» **TO DO**: Which lines hold the word "side"? Copy each of them from the material.

» **DATA SHOWN**:
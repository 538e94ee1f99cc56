//! In-memory transport for driving the connection manager without a socket.
//!
//! [`MockTransport::channel_pair`] returns the transport plus a [`MockServer`]
//! handle. Every accepted connection shows up on the server as a
//! [`MockPeer`], which tests use to push inbound frames, read what the client
//! wrote, or drop the socket.

use std::pin::Pin;
use std::sync::{Arc, Mutex};
use std::task::{Context, Poll};
use std::time::Duration;

use bytes::Bytes;
use futures_util::{Sink, Stream};
use tokio::sync::mpsc;

use crate::core::{
    WebSocketBufferConfig, WebSocketError, WsCloseFrame, WsConnectRequest, WsFrame,
};
use crate::transport::{WsConnectFuture, WsTransport};

#[derive(Debug, Default)]
struct MockState {
    attempts: Vec<WsConnectRequest>,
    refuse_next: usize,
    refuse_all: bool,
}

#[derive(Clone)]
pub struct MockTransport {
    state: Arc<Mutex<MockState>>,
    peers_tx: mpsc::UnboundedSender<MockPeer>,
}

impl MockTransport {
    /// Build a transport + server control pair.
    pub fn channel_pair() -> (Self, MockServer) {
        let state = Arc::new(Mutex::new(MockState::default()));
        let (peers_tx, peers_rx) = mpsc::unbounded_channel();
        (
            Self {
                state: state.clone(),
                peers_tx,
            },
            MockServer { state, peers_rx },
        )
    }
}

impl WsTransport for MockTransport {
    type Reader = MockReader;
    type Writer = MockWriter;

    fn connect(
        &self,
        request: WsConnectRequest,
        _buffers: WebSocketBufferConfig,
    ) -> WsConnectFuture<Self::Reader, Self::Writer> {
        let refused = {
            let mut state = self.state.lock().unwrap_or_else(|e| e.into_inner());
            state.attempts.push(request);
            if state.refuse_all {
                true
            } else if state.refuse_next > 0 {
                state.refuse_next -= 1;
                true
            } else {
                false
            }
        };

        if refused {
            return Box::pin(async {
                Err(WebSocketError::TransportFailure {
                    context: "connect",
                    error: "connection refused".to_string(),
                })
            });
        }

        let (inbound_tx, inbound_rx) = mpsc::unbounded_channel();
        let (outbound_tx, outbound_rx) = mpsc::unbounded_channel();
        let _ = self.peers_tx.send(MockPeer {
            inbound_tx: Some(inbound_tx),
            outbound_rx,
        });
        Box::pin(async move {
            Ok((
                MockReader { rx: inbound_rx },
                MockWriter {
                    tx: Some(outbound_tx),
                },
            ))
        })
    }
}

/// Server-side test handle paired with [`MockTransport`].
pub struct MockServer {
    state: Arc<Mutex<MockState>>,
    peers_rx: mpsc::UnboundedReceiver<MockPeer>,
}

impl MockServer {
    fn with_state<R>(&self, f: impl FnOnce(&mut MockState) -> R) -> R {
        let mut state = self.state.lock().unwrap_or_else(|e| e.into_inner());
        f(&mut state)
    }

    /// Number of connect calls made so far, accepted or not.
    pub fn attempts(&self) -> usize {
        self.with_state(|s| s.attempts.len())
    }

    pub fn last_request(&self) -> Option<WsConnectRequest> {
        self.with_state(|s| s.attempts.last().cloned())
    }

    pub fn refuse_next(&self, count: usize) {
        self.with_state(|s| s.refuse_next = count);
    }

    pub fn refuse_all(&self, refuse: bool) {
        self.with_state(|s| s.refuse_all = refuse);
    }

    /// Wait for the next accepted connection.
    pub async fn accept(&mut self) -> Option<MockPeer> {
        self.peers_rx.recv().await
    }

    pub async fn accept_timeout(&mut self, timeout: Duration) -> Option<MockPeer> {
        tokio::time::timeout(timeout, self.peers_rx.recv())
            .await
            .unwrap_or_default()
    }
}

/// Error surface for operations on [`MockPeer`].
#[derive(Debug, Clone, Copy, Eq, PartialEq)]
pub enum MockServerError {
    /// The inbound socket side was intentionally dropped.
    SocketDropped,
    /// The client side is no longer reading.
    ChannelClosed,
}

impl std::fmt::Display for MockServerError {
    fn fmt(&self, f: &mut std::fmt::Formatter<'_>) -> std::fmt::Result {
        match self {
            MockServerError::SocketDropped => f.write_str("mock socket already dropped"),
            MockServerError::ChannelClosed => f.write_str("mock client channel is closed"),
        }
    }
}

impl std::error::Error for MockServerError {}

/// Server end of one accepted connection.
pub struct MockPeer {
    inbound_tx: Option<mpsc::UnboundedSender<Result<WsFrame, WebSocketError>>>,
    outbound_rx: mpsc::UnboundedReceiver<WsFrame>,
}

impl MockPeer {
    fn push(&self, item: Result<WsFrame, WebSocketError>) -> Result<(), MockServerError> {
        let Some(tx) = self.inbound_tx.as_ref() else {
            return Err(MockServerError::SocketDropped);
        };
        tx.send(item).map_err(|_| MockServerError::ChannelClosed)
    }

    pub fn send(&self, frame: WsFrame) -> Result<(), MockServerError> {
        self.push(Ok(frame))
    }

    pub fn send_text(&self, text: impl Into<String>) -> Result<(), MockServerError> {
        self.send(WsFrame::text(text))
    }

    pub fn send_binary(&self, bytes: impl Into<Bytes>) -> Result<(), MockServerError> {
        self.send(WsFrame::Binary(bytes.into()))
    }

    /// Send a close frame and stop delivering frames.
    pub fn close(&mut self, code: u16, reason: &str) -> Result<(), MockServerError> {
        let result = self.send(WsFrame::Close(Some(WsCloseFrame {
            code,
            reason: Bytes::copy_from_slice(reason.as_bytes()),
        })));
        self.inbound_tx = None;
        result
    }

    /// Deliver a read error to the client.
    pub fn fail(&self, error: impl Into<String>) -> Result<(), MockServerError> {
        self.push(Err(WebSocketError::TransportFailure {
            context: "read",
            error: error.into(),
        }))
    }

    /// Simulate a socket drop: the client's reader ends without a close frame.
    pub fn drop_socket(&mut self) {
        self.inbound_tx = None;
    }

    /// Next frame written by the client; `None` once the client writer is gone.
    pub async fn recv(&mut self) -> Option<WsFrame> {
        self.outbound_rx.recv().await
    }

    pub async fn recv_timeout(&mut self, timeout: Duration) -> Option<WsFrame> {
        tokio::time::timeout(timeout, self.outbound_rx.recv())
            .await
            .unwrap_or_default()
    }

    /// Frames already written, without waiting.
    pub fn drain(&mut self) -> Vec<WsFrame> {
        let mut frames = Vec::new();
        while let Ok(frame) = self.outbound_rx.try_recv() {
            frames.push(frame);
        }
        frames
    }
}

/// Reader side for [`MockTransport`].
pub struct MockReader {
    rx: mpsc::UnboundedReceiver<Result<WsFrame, WebSocketError>>,
}

impl Stream for MockReader {
    type Item = Result<WsFrame, WebSocketError>;

    fn poll_next(mut self: Pin<&mut Self>, cx: &mut Context<'_>) -> Poll<Option<Self::Item>> {
        self.rx.poll_recv(cx)
    }
}

/// Writer side for [`MockTransport`].
pub struct MockWriter {
    tx: Option<mpsc::UnboundedSender<WsFrame>>,
}

impl Sink<WsFrame> for MockWriter {
    type Error = WebSocketError;

    fn poll_ready(self: Pin<&mut Self>, _cx: &mut Context<'_>) -> Poll<Result<(), Self::Error>> {
        Poll::Ready(Ok(()))
    }

    fn start_send(self: Pin<&mut Self>, item: WsFrame) -> Result<(), Self::Error> {
        let closed = || WebSocketError::TransportFailure {
            context: "write",
            error: "mock outbound channel closed".to_string(),
        };
        self.get_mut()
            .tx
            .as_ref()
            .ok_or_else(closed)?
            .send(item)
            .map_err(|_| closed())
    }

    fn poll_flush(self: Pin<&mut Self>, _cx: &mut Context<'_>) -> Poll<Result<(), Self::Error>> {
        Poll::Ready(Ok(()))
    }

    fn poll_close(self: Pin<&mut Self>, _cx: &mut Context<'_>) -> Poll<Result<(), Self::Error>> {
        self.get_mut().tx = None;
        Poll::Ready(Ok(()))
    }
}
//! Operator-facing facade over the connection manager.
//!
//! The coordinator owns the manager actor, the traffic journal and the config
//! store. A pump task turns every manager event into a journal entry and a
//! notification. Operations never fail past this boundary: each one answers an
//! [`Outcome`].

use std::sync::{Arc, RwLock};

use kameo::Actor;
use kameo::prelude::ActorRef;
use serde::Serialize;
use tokio::sync::{Mutex, mpsc};
use tokio::task::JoinHandle;
use tracing::{debug, info, warn};

use super::files::{FileInfo, FileUpload, build_file_message};
use super::notify::{
    ErrorNotice, IDLE_TIMEOUT_DETAIL, Notification, NotificationSink, NullSink, StatusUpdate,
};
use super::store::ConfigStore;
use crate::codec::{Codec, EncodeOptions, MessageFormat, MessageValue, WirePayload};
use crate::core::{
    ConfigPatch, ConnectionConfig, ConnectionEvent, ConnectionState, EventEnvelope,
    KeepAliveMode, WebSocketError, WebSocketResult, WsConnectionStats, WsTlsConfig,
};
use crate::journal::{DEFAULT_JOURNAL_CAPACITY, EntryKind, Journal, JournalEntry, JournalQuery};
use crate::transport::{TungsteniteTransport, WsTransport};
use crate::ws::{
    Connect, ConnectionManager, ConnectionManagerArgs, DisableKeepAlive, Disconnect,
    EnableKeepAlive, EventReceiver, GetStatus, SendEnvelope, SendHeartbeatOnce, SendPayload,
    SendProbe, UpdateConfig, flatten_send_error,
};

/// Uniform result of a coordinator operation.
#[derive(Debug, Clone, PartialEq, Serialize)]
#[serde(rename_all = "camelCase")]
pub struct Outcome<T = ()> {
    pub success: bool,
    #[serde(skip_serializing_if = "Option::is_none")]
    pub data: Option<T>,
    #[serde(skip_serializing_if = "Option::is_none")]
    pub error: Option<String>,
    /// One message per violated invariant, for configuration failures.
    #[serde(skip_serializing_if = "Option::is_none")]
    pub errors: Option<Vec<String>>,
}

impl<T> Outcome<T> {
    pub fn ok(data: T) -> Self {
        Self {
            success: true,
            data: Some(data),
            error: None,
            errors: None,
        }
    }

    pub fn done() -> Self {
        Self {
            success: true,
            data: None,
            error: None,
            errors: None,
        }
    }

    pub fn failed(err: &WebSocketError) -> Self {
        let errors = match err {
            WebSocketError::ConfigInvalid { errors } => Some(errors.clone()),
            _ => None,
        };
        Self {
            success: false,
            data: None,
            error: Some(err.to_string()),
            errors,
        }
    }

    pub fn is_success(&self) -> bool {
        self.success
    }
}

impl<T> From<WebSocketResult<T>> for Outcome<T> {
    fn from(result: WebSocketResult<T>) -> Self {
        match result {
            Ok(data) => Outcome::ok(data),
            Err(err) => Outcome::failed(&err),
        }
    }
}

fn unit(result: WebSocketResult<()>) -> Outcome {
    match result {
        Ok(()) => Outcome::done(),
        Err(err) => Outcome::failed(&err),
    }
}

#[derive(Debug, Clone, Serialize)]
#[serde(rename_all = "camelCase")]
pub struct StatusReport {
    pub state: ConnectionState,
    pub config: ConnectionConfig,
    pub message_count: usize,
    pub keep_alive_running: bool,
    pub stats: WsConnectionStats,
}

/// Arguments for [`SessionCoordinator::start`].
pub struct SessionArgs<T: WsTransport = TungsteniteTransport> {
    /// Baseline configuration; the saved configuration is merged over it.
    pub defaults: ConnectionConfig,
    pub transport: T,
    pub tls: WsTlsConfig,
    pub store: ConfigStore,
    pub journal_capacity: usize,
    pub sink: Arc<dyn NotificationSink>,
}
use anyhow::{Result, bail};
use std::{env, path::PathBuf};

/// Well-known locations under the upkeep home directory.
#[derive(Debug, Clone)]
pub struct Paths {
    pub config: PathBuf,
    pub status: PathBuf,
    pub logs: PathBuf,
}

/// Resolve the upkeep home directory.
///
/// - Windows: `%APPDATA%\upkeep`
/// - elsewhere: `$XDG_CONFIG_HOME/upkeep`, falling back to `~/.config/upkeep`
pub fn upkeep_home() -> Result<PathBuf> {
    if cfg!(windows) {
        if let Some(appdata) = env::var_os("APPDATA") {
            return Ok(PathBuf::from(appdata).join("upkeep"));
        }
    }
    if let Some(xdg) = env::var_os("XDG_CONFIG_HOME").filter(|v| !v.is_empty()) {
        return Ok(PathBuf::from(xdg).join("upkeep"));
    }
    match env::var_os("HOME") {
        Some(home) => Ok(PathBuf::from(home).join(".config").join("upkeep")),
        None => bail!("cannot resolve home directory (HOME is not set)"),
    }
}

pub fn paths() -> Result<Paths> {
    let home = upkeep_home()?;
    Ok(Paths {
        config: home.join("config.toml"),
        status: home.join("update-status.json"),
        logs: home.join("logs"),
    })
}

#[cfg(all(test, not(windows)))]
mod tests {
    use super::*;
    use serial_test::serial;

    #[test]
    #[serial]
    fn home_prefers_xdg_config_home() {
        let td = tempfile::tempdir().unwrap();
        let prev = env::var_os("XDG_CONFIG_HOME");
        unsafe { env::set_var("XDG_CONFIG_HOME", td.path()) };

        let p = paths().unwrap();
        assert_eq!(p.config, td.path().join("upkeep").join("config.toml"));
        assert_eq!(p.status, td.path().join("upkeep").join("update-status.json"));

        match prev {
            Some(v) => unsafe { env::set_var("XDG_CONFIG_HOME", v) },
            None => unsafe { env::remove_var("XDG_CONFIG_HOME") },
        }
    }

    #[test]
    #[serial]
    fn home_falls_back_to_dot_config() {
        let prev = env::var_os("XDG_CONFIG_HOME");
        unsafe { env::remove_var("XDG_CONFIG_HOME") };

        let home = upkeep_home().unwrap();
        assert!(home.ends_with(".config/upkeep"));

        if let Some(v) = prev {
            unsafe { env::set_var("XDG_CONFIG_HOME", v) };
        }
    }
}
use semver::Version;

/// Returns `true` when `available` is strictly newer than `current`.
///
/// Tags may carry a leading `v` and omit trailing components (`1.2` is
/// `1.2.0`). A pre-release sorts before the release of the same numbers.
/// Anything that does not parse is treated as "not newer".
pub fn is_newer(current: &str, available: &str) -> bool {
    match (parse_lenient(current), parse_lenient(available)) {
        (Some(cur), Some(avail)) => avail > cur,
        _ => {
            tracing::warn!(current, available, "cannot compare versions, assuming not newer");
            false
        }
    }
}

/// Strip the tag decoration GitHub releases usually carry.
pub fn normalize_tag(tag: &str) -> &str {
    let tag = tag.trim();
    tag.strip_prefix('v')
        .or_else(|| tag.strip_prefix('V'))
        .unwrap_or(tag)
}

fn parse_lenient(raw: &str) -> Option<Version> {
    let text = normalize_tag(raw);
    if let Ok(v) = Version::parse(text) {
        return Some(v);
    }

    let split_at = text.find(['-', '+']).unwrap_or(text.len());
    let (core, rest) = text.split_at(split_at);
    let parts: Vec<&str> = core.split('.').collect();
    if parts.is_empty() || parts.len() > 3 || parts.iter().any(|p| p.is_empty()) {
        return None;
    }
    let mut padded = parts.join(".");
    for _ in parts.len()..3 {
        padded.push_str(".0");
    }
    padded.push_str(rest);
    Version::parse(&padded).ok()
}

#[cfg(test)]
mod tests {
    use super::*;

    #[test]
    fn patch_bump_is_newer() {
        assert!(is_newer("1.0.0", "1.0.1"));
    }

    #[test]
    fn lower_minor_is_not_newer() {
        assert!(!is_newer("1.1.0", "1.0.9"));
    }

    #[test]
    fn lower_major_is_not_newer() {
        assert!(!is_newer("2.0.0", "1.9.9"));
    }

    #[test]
    fn release_is_newer_than_its_prerelease() {
        assert!(is_newer("1.0.0-beta", "1.0.0"));
        assert!(!is_newer("1.0.0", "1.0.0-beta"));
    }

    #[test]
    fn components_compare_numerically() {
        assert!(is_newer("1.9.0", "1.10.0"));
    }

    #[test]
    fn equal_versions_are_not_newer() {
        assert!(!is_newer("1.1.0", "1.1.0"));
        assert!(!is_newer("1.1.0", "v1.1.0"));
    }

    #[test]
    fn short_versions_are_padded() {
        assert!(is_newer("1.2", "1.2.1"));
        assert!(!is_newer("1.2.0", "1.2"));
        assert!(is_newer("1.2-rc1", "1.2"));
    }

    #[test]
    fn garbage_is_not_newer() {
        assert!(!is_newer("1.0.0", "latest"));
        assert!(!is_newer("not-a-version", "1.0.0"));
        assert!(!is_newer("1.0.0", "1..2"));
        assert!(!is_newer("1.0.0", "1.2.3.4"));
    }

    #[test]
    fn normalize_strips_v_prefix_and_whitespace() {
        assert_eq!(normalize_tag("v1.2.0"), "1.2.0");
        assert_eq!(normalize_tag(" V2.0.0 "), "2.0.0");
        assert_eq!(normalize_tag("1.2.0"), "1.2.0");
    }
}
//! Logging setup.
//!
//! Installs a global tracing subscriber writing to stderr and to a daily
//! rolling file under the upkeep home, so the background service and the
//! relaunch helper both leave a trail after their console is gone.

use std::path::Path;
use std::sync::OnceLock;

use tracing_appender::{non_blocking::WorkerGuard, rolling};
use tracing_subscriber::{EnvFilter, Registry, fmt, prelude::*};

static LOG_GUARD: OnceLock<WorkerGuard> = OnceLock::new();

/// Initialize tracing. `prefix` names the log file (`<prefix>.<date>`).
///
/// Subsequent calls are no-ops. When `log_dir` cannot be created the file
/// layer is skipped and only stderr is used.
pub fn init(log_dir: &Path, prefix: &str) {
    if LOG_GUARD.get().is_some() {
        return;
    }

    let stderr_layer = fmt::layer().with_writer(std::io::stderr);
    let file_layer = match std::fs::create_dir_all(log_dir) {
        Ok(()) => {
            let appender = rolling::daily(log_dir, prefix);
            let (writer, guard) = tracing_appender::non_blocking(appender);
            let _ = LOG_GUARD.set(guard);
            Some(fmt::layer().with_ansi(false).with_writer(writer))
        }
        Err(err) => {
            eprintln!("cannot create log directory {}: {err}", log_dir.display());
            None
        }
    };

    let subscriber = Registry::default()
        .with(build_env_filter())
        .with(stderr_layer)
        .with(file_layer);
    if tracing::subscriber::set_global_default(subscriber).is_err() {
        return;
    }
    tracing::debug!(dir = %log_dir.display(), "logging initialized");
}

fn build_env_filter() -> EnvFilter {
    EnvFilter::try_from_default_env().unwrap_or_else(|_| EnvFilter::new("info"))
}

» **COMPLETED TASK**:
/// Server-side test handle paired with [`MockTransport`].
    /// The inbound socket side was intentionally dropped.
    /// The client side is no longer reading.
/// Reader side for [`MockTransport`].
/// Writer side for [`MockTransport`].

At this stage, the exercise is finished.